## Prompt
Restate the opening lines of the material below word for word, stopping after the line that contains "an empty set.".

## Source material

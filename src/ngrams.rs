//! Word n-gram tokenization of plain-text files.
//!
//! Words are maximal runs of non-whitespace. N-grams span line breaks: the
//! trailing `n - 1` words of a line are carried into the next non-blank
//! line, so a file's n-gram set does not depend on where it was wrapped.
//! Blank lines are skipped without resetting the carry.

use std::fs::File;
use std::io::{self, BufRead, BufReader};
use std::path::Path;

use lsh::TokenSet;

/// Collect the distinct word n-grams of `reader`, joined by single spaces.
///
/// A width of `0` is treated as `1`. Invalid UTF-8 is replaced lossily.
/// Documents with fewer than `n` words produce an empty set.
pub fn ngrams_from_reader<R: BufRead>(mut reader: R, n: usize) -> io::Result<TokenSet> {
    let n = n.max(1);
    let mut ngrams = TokenSet::new();
    let mut carry: Vec<String> = Vec::with_capacity(n);
    let mut line = Vec::new();

    loop {
        line.clear();
        if reader.read_until(b'\n', &mut line)? == 0 {
            break;
        }
        let text = String::from_utf8_lossy(&line);
        let mut words: Vec<String> = std::mem::take(&mut carry);
        let before = words.len();
        words.extend(text.split_whitespace().map(str::to_owned));
        if words.len() == before {
            carry = words;
            continue;
        }

        if words.len() >= n {
            for window in words.windows(n) {
                ngrams.insert(window.join(" "));
            }
            words.drain(..words.len() - (n - 1));
        }
        carry = words;
    }

    Ok(ngrams)
}

/// Load the word n-grams of the file at `path`.
pub fn load_ngrams(path: impl AsRef<Path>, n: usize) -> io::Result<TokenSet> {
    let file = File::open(path)?;
    ngrams_from_reader(BufReader::new(file), n)
}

## Answer for this exercise
filename src/ngrams.rs
//! Word n-gram tokenization of plain-text files.
//!
//! Words are maximal runs of non-whitespace. N-grams span line breaks: the
//! trailing `n - 1` words of a line are carried into the next non-blank
//! line, so a file's n-gram set does not depend on where it was wrapped.
//! Blank lines are skipped without resetting the carry.

use std::fs::File;
use std::io::{self, BufRead, BufReader};
use std::path::Path;

use lsh::TokenSet;

/// Collect the distinct word n-grams of `reader`, joined by single spaces.
///
/// A width of `0` is treated as `1`. Invalid UTF-8 is replaced lossily.
/// Documents with fewer than `n` words produce an empty set.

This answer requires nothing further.